Abstract:Text-to-3D is an emerging task that allows users to create 3D content with infinite possibilities. Existing works tackle the problem by optimizing a 3D representation with guidance from pre-trained diffusion models. An apparent drawback is that they need to optimize from scratch for each prompt, which is computationally expensive and often yields poor visual fidelity. In this paper, we propose DreamPortrait, which aims to generate text-guided 3D-aware portraits in a single-forward pass for efficiency. To achieve this, we extend Score Distillation Sampling from datapoint to distribution formulation, which injects semantic prior into a 3D distribution. However, the direct extension will lead to the mode collapse problem since the objective only pursues semantic alignment. Hence, we propose to optimize a distribution with hierarchical condition adapters and GAN loss regularization. For better 3D modeling, we further design a 3D-aware gated cross-attention mechanism to explicitly let the model perceive the correspondence between the text and the 3D-aware space. These elaborated designs enable our model to generate portraits with robust multi-view semantic consistency, eliminating the need for optimization-based methods. Extensive experiments demonstrate our model's highly competitive performance and significant speed boost against existing methods.

What problem does this paper attempt to address?

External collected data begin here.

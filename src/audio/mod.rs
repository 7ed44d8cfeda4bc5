//! Audio input for pitch extraction.

pub mod decoder;

/// Mono PCM samples in [-1.0, 1.0].
#[derive(Debug, Clone, Default, PartialEq)]
pub struct DecodedAudio {
    pub samples: Vec<f32>,
    pub sample_rate: u32,
}

impl DecodedAudio {
    pub fn duration(&self) -> f64 {
        if self.sample_rate == 0 {
            return 0.0;
        }
        self.samples.len() as f64 / self.sample_rate as f64
    }
}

The paper primarily focuses on addressing the problem of text-to-3D-face generation, specifically on how to efficiently generate high-quality, semantically consistent 3D portraits from textual descriptions, and overcoming issues such as high computational cost and multi-view semantic inconsistency present in existing methods. To tackle these issues, the paper proposes a new framework named DreamPortrait, with its core contributions including: 1. **Efficient Generation Mechanism**: Unlike existing methods that require optimization for each input text, DreamPortrait can generate text-guided 3D portraits in a single forward pass, significantly improving efficiency. This is mainly achieved by extending the Score Distillation Sampling (SDS) method from the data point level to the distribution level. 2. **Preventing Mode Collapse**: Directly applying the SDS method to distributions may lead to mode collapse, where the generated results are overly uniform. To address this, the paper proposes two strategies: first, using hierarchical condition adapters to optimize the distribution; second, introducing GAN loss regularization to maintain 3D priors. 3. **3D-Aware Gated Attention Mechanism**: To better capture the correspondence between text and 3D space, the paper designs a 3D-aware gated cross-attention mechanism, enabling the model to more effectively understand the relationship between input text and 3D space. 4. **Experimental Validation**: Through a series of quantitative and qualitative experiments, the paper demonstrates the superior performance of DreamPortrait on multiple datasets, particularly in terms of image quality and semantic consistency, as well as the advantages in efficient generation speed and memory usage. In summary, the paper aims to propose a new efficient and high-quality text-to-3D-face generation method to address the challenges faced by existing technologies, including low computational efficiency and poor multi-view semantic consistency.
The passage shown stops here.